I'm not against AI summaries being on HN, however, users should verify and cite sources so others can verify.
However, I'm just a normal nerd that wants to fact check stuff. Perhaps I'm wrong in wanting to do this. We'll see.
I don't see how they contribute anything to a discussion. Even a speculative comment organically produced is more worthwhile than feeding a slop machine back into itself. I don't go out for coffee to discuss LLM summaries with friends, and I can't imagine why anyone would want to do that here.
Earlier today I asked Gemini Pro to find information on a person's death that was turning up nothing for me otherwise, and it just imagined finding verbatim Obituary quotes in every source, cobbled together vaguely related names, plausible bits and pieces from wherever, almost like it was 2023 again.
It ain't search, and it ain't worthwhile; I'd much rather someone ask an llm the question and then post a question out of curiosity based on it, but without the summary itself
It does well at filtering information for you.
Going to primary sources is required to verify what it says but it can reduce the leg work rather a lot.
Unfortunately it can hallucinate those too.
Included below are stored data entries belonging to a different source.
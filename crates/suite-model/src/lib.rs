pub mod app;
pub mod datum;
pub mod diagnostics;
pub mod error;
pub mod ids;
pub mod options;
pub mod schedule;
pub mod stack;
pub mod suite;

pub use app::{
    App, AutoSelect, AutoSelectMode, CaseDetails, CaseList, CaseListForm, CaseListFormWorkflow,
    CaseLoadAction, CaseOpenAction, CustomAssertion, CustomInstance, DefaultSearchProperty,
    DetailColumn, FixtureSelect, Form, FormActions, FormKind, FormLink, FormLinkDatum,
    FormRequires, FormType, LoadCaseFromFixture, Module, ModuleKind, ModuleType, OpenCaseAction,
    ParentSelect, PostFormWorkflow, RegistryWorkflow, Relationship, ReportConfig,
    ResourceOverride, SearchConfig, SearchProperty, SortProperty, SubcaseAction,
};
pub use datum::{Assertion, Datum, DatumKind, QueryData, QueryPrompt, QuerySpec, SessionPlan};
pub use diagnostics::{Diagnostic, DiagnosticKind, DiagnosticReport, Severity};
pub use error::{CompileError, CycleKind, ModelError, Result, ScheduleError};
pub use ids::{BuildVersion, CaseType, FormId, ModuleId, USERCASE_TYPE};
pub use options::{CompileOptions, Feature, FeatureFlags};
pub use schedule::{FormCondition, FormSchedule, SchedulePhase, ScheduleVisit};
pub use stack::{FrameKind, StackFrame, StackOp, StackQuery};
pub use suite::{
    Command, Endpoint, EndpointArgument, Entry, FixtureVisit, Instance, Menu, MenuCommand,
    RemotePost, RemoteRequest, ScheduleFixture, Suite, XformResource,
};
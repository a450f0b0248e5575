//! Module checks: case types, case details, roots, case list forms,
//! shadow sources and report configuration.

use std::collections::HashSet;

use suite_model::{CaseType, Diagnostic, DiagnosticKind, FormKind, Module, ModuleKind};

use crate::context::ValidationContext;

pub fn check(ctx: &ValidationContext<'_>, module: &Module) -> Vec<Diagnostic> {
    let mut diagnostics = Vec::new();
    let id = &module.unique_id;
    let diagnostic = |kind: DiagnosticKind, reason: String| Diagnostic::new(kind, reason).with_module(id);

    match &module.kind {
        ModuleKind::Report { report_configs } => {
            if report_configs.is_empty() {
                diagnostics.push(diagnostic(
                    DiagnosticKind::NoReports,
                    "report module has no reports".to_string(),
                ));
            }
            let mut seen = HashSet::new();
            for config in report_configs {
                if !seen.insert(config.uuid.as_str()) {
                    diagnostics.push(diagnostic(
                        DiagnosticKind::ReportConfigIdDuplicated,
                        format!("report config {} appears more than once", config.uuid),
                    ));
                }
            }
        }
        ModuleKind::Shadow {
            source_module_id, ..
        } => {
            if source_module_id.is_none() {
                diagnostics.push(diagnostic(
                    DiagnosticKind::NoSourceModuleId,
                    "shadow module has no source module".to_string(),
                ));
            }
        }
        ModuleKind::Basic { .. } | ModuleKind::Advanced { .. } | ModuleKind::Training => {
            if module.forms.is_empty() && !module.case_list.show {
                diagnostics.push(diagnostic(
                    DiagnosticKind::NoFormsOrCaseList,
                    "module has no forms and no case list".to_string(),
                ));
            }
        }
    }

    if !matches!(module.kind, ModuleKind::Report { .. } | ModuleKind::Training) {
        diagnostics.extend(case_errors(ctx, module));
    }

    if has_circular_hierarchy(ctx, module) {
        diagnostics.push(diagnostic(
            DiagnosticKind::CircularCaseHierarchy,
            "parent select chain loops back on itself".to_string(),
        ));
    }

    if let Some(root) = module.root_module_id.as_ref().and_then(|root| ctx.module(root)) {
        if matches!(root.kind, ModuleKind::Training) {
            diagnostics.push(diagnostic(
                DiagnosticKind::TrainingModuleParent,
                format!("root module {} is a training module", root.unique_id),
            ));
        }
        if matches!(module.kind, ModuleKind::Training) {
            diagnostics.push(diagnostic(
                DiagnosticKind::TrainingModuleChild,
                "training modules cannot be child modules".to_string(),
            ));
        }
    }

    if let Some(case_list_form) = &module.case_list_form {
        match ctx.form(&case_list_form.form_id) {
            None => diagnostics.push(diagnostic(
                DiagnosticKind::CaseListFormMissing,
                format!("case list form {} does not exist", case_list_form.form_id),
            )),
            Some((_, form)) => {
                let registers = case_type(ctx, module)
                    .is_some_and(|case_type| form.is_registration_form(case_type, Some(case_type)));
                if !registers {
                    diagnostics.push(
                        diagnostic(
                            DiagnosticKind::CaseListFormNotRegistration,
                            format!(
                                "case list form {} does not register the module's case type",
                                form.unique_id
                            ),
                        )
                        .with_form(&form.unique_id),
                    );
                }
            }
        }
    }

    diagnostics
}

/// Shadow modules fall back to their source's case type.
fn case_type<'a>(ctx: &ValidationContext<'a>, module: &'a Module) -> Option<&'a CaseType> {
    module
        .case_type
        .as_ref()
        .or_else(|| ctx.form_source(module).and_then(|source| source.case_type.as_ref()))
}

fn case_errors(ctx: &ValidationContext<'_>, module: &Module) -> Vec<Diagnostic> {
    let forms = ctx.visible_forms(module);
    let needs_case_details = module.case_list.show
        || module.parent_select().is_some()
        || forms.iter().any(|form| form.requires_case());
    let registers = forms.iter().any(|form| match &form.kind {
        FormKind::Basic { actions, .. } => actions.open_case.is_some(),
        FormKind::Advanced { .. } | FormKind::Shadow { .. } => false,
    });

    let mut diagnostics = Vec::new();
    if (needs_case_details || registers) && case_type(ctx, module).is_none() {
        diagnostics.push(
            Diagnostic::new(DiagnosticKind::NoCaseType, "module needs a case type")
                .with_module(&module.unique_id),
        );
    }
    if needs_case_details && module.case_details.short_columns.is_empty() {
        diagnostics.push(
            Diagnostic::new(
                DiagnosticKind::NoCaseDetail,
                "module selects cases but its case list has no columns",
            )
            .with_module(&module.unique_id),
        );
    }
    diagnostics
}

fn has_circular_hierarchy(ctx: &ValidationContext<'_>, module: &Module) -> bool {
    let mut visited = vec![&module.unique_id];
    let mut current = module;
    while let Some(select) = current.parent_select() {
        if visited.contains(&&select.module_id) {
            return true;
        }
        visited.push(&select.module_id);
        match ctx.module(&select.module_id) {
            Some(parent) => current = parent,
            None => return false,
        }
    }
    false
}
I've had ChatGPT cite countless nonexistent academic papers, complete with links that go nowhere.
But we still need to ask it for and then follow file and line number references (aka "links") and verify it's true and it got the references right and build enough of a mental model ourselves. With code (at least for our code base) it usually does get that right (the references) and I can verify. I might be biased because I both know our code base very well already (but not everything in detail) and I'm a very suspicious person, questioning everything. With humans it sometimes "drives them crazy" but the LLM doesn't mind when I call its BS over and over. I'm always "right" :P
The problem is when you just trust anything it says. I think we need to treat it like a super junior that's trained to very convincingly BS you if it's out of its depth. But it's still great to have said junior do your bidding while you do other things and faster than an actual junior and this junior is available 24/7 (barring any outages ;)).
Unlikely. The leading hypothesis is that mitochondria are a part of the apoptosis cycle, so cells need to disable them to become cancerous. This is called the Warburg effect.
There are several drugs that target this mechanism, inhibiting the anaerobic metabolism. They are effective initially, but cancers always find ways to work around them.
"This news article links human survival to something taken from amphibians and reptiles. There are conspiracy-theorists who posit the existence of Lizard people. It would be amusing if those humans discovered this news, and claimed it was a plot by Lizard People to make us dependent on them."
So there, I think I explained the joke... which isn't necessarily a good thing. In the words of E.B. White:
> Explaining a joke is like dissecting a frog. You understand it better but the frog dies in the process.
Now, I could work that new amphibian-connection into another joke... But let's face it, it would be "too meta" at this point.